ASA SQL User's Guide
Using XML in the Database
Importing XML documents as relational data
OPENXML is used in the FROM clause of a query to generate a result set from an XML document. OPENXML uses a subset of the XPath query language to select nodes from an XML document.
When you use OPENXML, the XML document is parsed and the result is modeled as a tree. The tree is made up of nodes. XPath expressions are used to select nodes in the tree. The following list describes some commonly-used XPath expressions:
/ indicates the root node of the XML document
. (single period) indicates the current node of the XML document
// indicates all descendants of the current node, including the current node
.. indicates the parent node of the current node
./@attributename indicates the attribute of the current node having the name attributename
./childname indicates the children of the current node that are elements having the name childname
Consider the following XML document:
<inventory> <product id="301" size="Medium">Tee Shirt <quantity>54</quantity> </product> <product id="302" size="One size fits all">Tee Shirt <quantity>75</quantity> </product> <product id="400" size="One size fits all">Baseball Cap <quantity>112</quantity> </product> </inventory>
The <inventory> element is the root node. You can refer to it using the following XPath expression:
/inventory
Suppose that the current node is a <quantity> element. You can refer to this node using the following XPath expression:
.
To find all the <product> elements that are children of the <inventory> element, use the following XPath expression:
/inventory/product
If the current node is a <product> element and you want to refer to the size attribute, use the following XPath expression:
./@size
For a complete list of XPath syntax supported by OPENXML, see OPENXML function [String].
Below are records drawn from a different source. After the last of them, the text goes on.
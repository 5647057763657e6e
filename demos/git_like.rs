use teenycli::term::Palette;
use teenycli::{ArgP, Argument, Arity, Bundle, Command};

fn commit(palette: Palette, bundle: Bundle) {
    let paths = bundle.get::<Vec<String>>("paths").unwrap();

    if paths.is_empty() {
        palette.warn("nothing to commit");
        return;
    }

    println!(
        "[{}] {} ({} files)",
        palette.cyan(bundle.get::<String>("change").unwrap()),
        bundle.get::<String>("message").unwrap(),
        paths.len()
    );
}

fn main() {
    let palette = Palette::detect();
    let mut argp: ArgP = ArgP::new("git-like").version("git-like 0.1.0");
    argp.add(
        Argument::new(["-C"])
            .dest("change")
            .default(".")
            .help("Run as if started in this directory."),
    )
    .unwrap();
    argp.subcmd(Command::new("commit", move |bundle| commit(palette, bundle)).help("Record changes."))
        .unwrap()
        .add(
            Argument::new(["-m", "--message"])
                .required(true)
                .help("The commit message."),
        )
        .unwrap()
        .add(Argument::new(["--amend"]).help("Replace the tip of the current branch."))
        .unwrap()
        .add(
            Argument::new(["paths"])
                .arity(Arity::Many)
                .required(false)
                .help("The files to commit."),
        )
        .unwrap();

    if let Err(error) = argp.dispatch(None) {
        palette.bail(&error.to_string());
    }
}
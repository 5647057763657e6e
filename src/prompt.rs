//! Yes/no confirmation prompts.
use std::io::{self, BufRead, Write};

/// Exit status of [`confirm`] when the answer is "no".
pub const DECLINED_EXIT_CODE: i32 = 2;

/// Ask `message` until a yes/no answer is read from `reader`.
///
/// Accepts `yes`, `y`, `no` and `n` (case insensitive, surrounding whitespace ignored); anything else asks again.
/// Running out of input is an [`io::ErrorKind::UnexpectedEof`].
///
/// ### Example
/// ```
/// use teenycli::prompt::ask;
///
/// let mut output = Vec::new();
/// let answer = ask(&b"maybe\nY\n"[..], &mut output, "Proceed?").unwrap();
///
/// assert!(answer);
/// assert_eq!(String::from_utf8(output).unwrap(), "Proceed? Proceed? ");
/// ```
pub fn ask<R, W>(mut reader: R, mut writer: W, message: &str) -> io::Result<bool>
where
    R: BufRead,
    W: Write,
{
    let message = format!("{} ", message.trim_end());
    let mut line = String::default();

    loop {
        writer.write_all(message.as_bytes())?;
        writer.flush()?;
        line.clear();

        if reader.read_line(&mut line)? == 0 {
            return Err(io::Error::new(
                io::ErrorKind::UnexpectedEof,
                "no answer to the confirmation prompt",
            ));
        }

        match line.trim().to_lowercase().as_str() {
            "yes" | "y" => return Ok(true),
            "no" | "n" => return Ok(false),
            _ => continue,
        }
    }
}

/// Ask `message` on the terminal, exiting the process with [`DECLINED_EXIT_CODE`] unless the answer is "yes".
pub fn confirm(message: &str) -> io::Result<()> {
    let stdin = io::stdin();

    if ask(stdin.lock(), io::stdout(), message)? {
        Ok(())
    } else {
        std::process::exit(DECLINED_EXIT_CODE)
    }
}
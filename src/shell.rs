//! Run external commands, capturing their output.
use std::process::Command;
use thiserror::Error;

/// The failure to run a command via [`run`].
#[derive(Debug, Error)]
pub enum ShellError {
    /// No program was given.
    #[error("Cannot run an empty command.")]
    Empty,

    /// The program could not be started (ex: it does not exist).
    #[error("Failed to start '{program}': {source}")]
    Spawn {
        /// The program.
        program: String,
        /// The underlying error.
        source: std::io::Error,
    },

    /// The program ran, but did not exit successfully.
    #[error("Command '{command}' failed (status {status:?}): {stderr}")]
    Failed {
        /// The command line, joined by spaces.
        command: String,
        /// The exit status, if the program exited (rather than being terminated by a signal).
        status: Option<i32>,
        /// The captured stderr.
        stderr: String,
    },

    /// The program wrote output which is not valid UTF-8.
    #[error("Command '{0}' produced non UTF-8 output.")]
    Utf8(String),
}

/// Run the program `command[0]` with the arguments `command[1..]`, returning its captured stdout.
///
/// The command is run directly, without a shell; its stdin is inherited.
///
/// ### Example
/// ```
/// # #[cfg(unix)]
/// # {
/// use teenycli::shell::run;
///
/// assert_eq!(run(&["echo", "hello"]).unwrap(), "hello\n");
/// # }
/// ```
pub fn run<S: AsRef<str>>(command: &[S]) -> Result<String, ShellError> {
    let (program, arguments) = match command.split_first() {
        Some((program, arguments)) => (program, arguments),
        None => return Err(ShellError::Empty),
    };
    let program: &str = program.as_ref();
    let arguments: Vec<&str> = arguments.iter().map(|argument| argument.as_ref()).collect();
    let joined = std::iter::once(program)
        .chain(arguments.iter().copied())
        .collect::<Vec<&str>>()
        .join(" ");

    let output = Command::new(program)
        .args(&arguments)
        .output()
        .map_err(|source| ShellError::Spawn {
            program: program.to_string(),
            source,
        })?;

    if !output.status.success() {
        return Err(ShellError::Failed {
            command: joined,
            status: output.status.code(),
            stderr: String::from_utf8_lossy(&output.stderr).trim_end().to_string(),
        });
    }

    String::from_utf8(output.stdout).map_err(|_| ShellError::Utf8(joined))
}
//! Builder module for `teenycli`.
//! See the `teenycli` crate root for full details.
#![deny(missing_docs)]
mod api;
mod constant;
mod matcher;
mod model;
mod parser;

pub use api::*;
pub use model::*;
pub use parser::{ConfigError, DispatchError};

#[cfg(test)]
#[macro_use]
extern crate assert_matches;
For information about the XPath query language, see http://www.w3.org/TR/xpath.
Each match for the first xpath-query argument to OPENXML generates one row in the result set. The WITH clause specifies the schema of the result set and how the value is found for each column in the result set. For example, consider the following query:
SELECT * FROM OPENXML( '<inventory> <product>Tee Shirt <quantity>54</quantity> <color>Orange</color> </product> <product>Baseball Cap
<quantity>112</quantity> <color>Black</color> </product> </inventory>', '/inventory/product' ) WITH ( quantity CHAR(3) 'quantity', color CHAR(20) 'color')
The first xpath-query argument is /inventory/product, and there are two <product> elements in the XML, so two rows are generated by this query.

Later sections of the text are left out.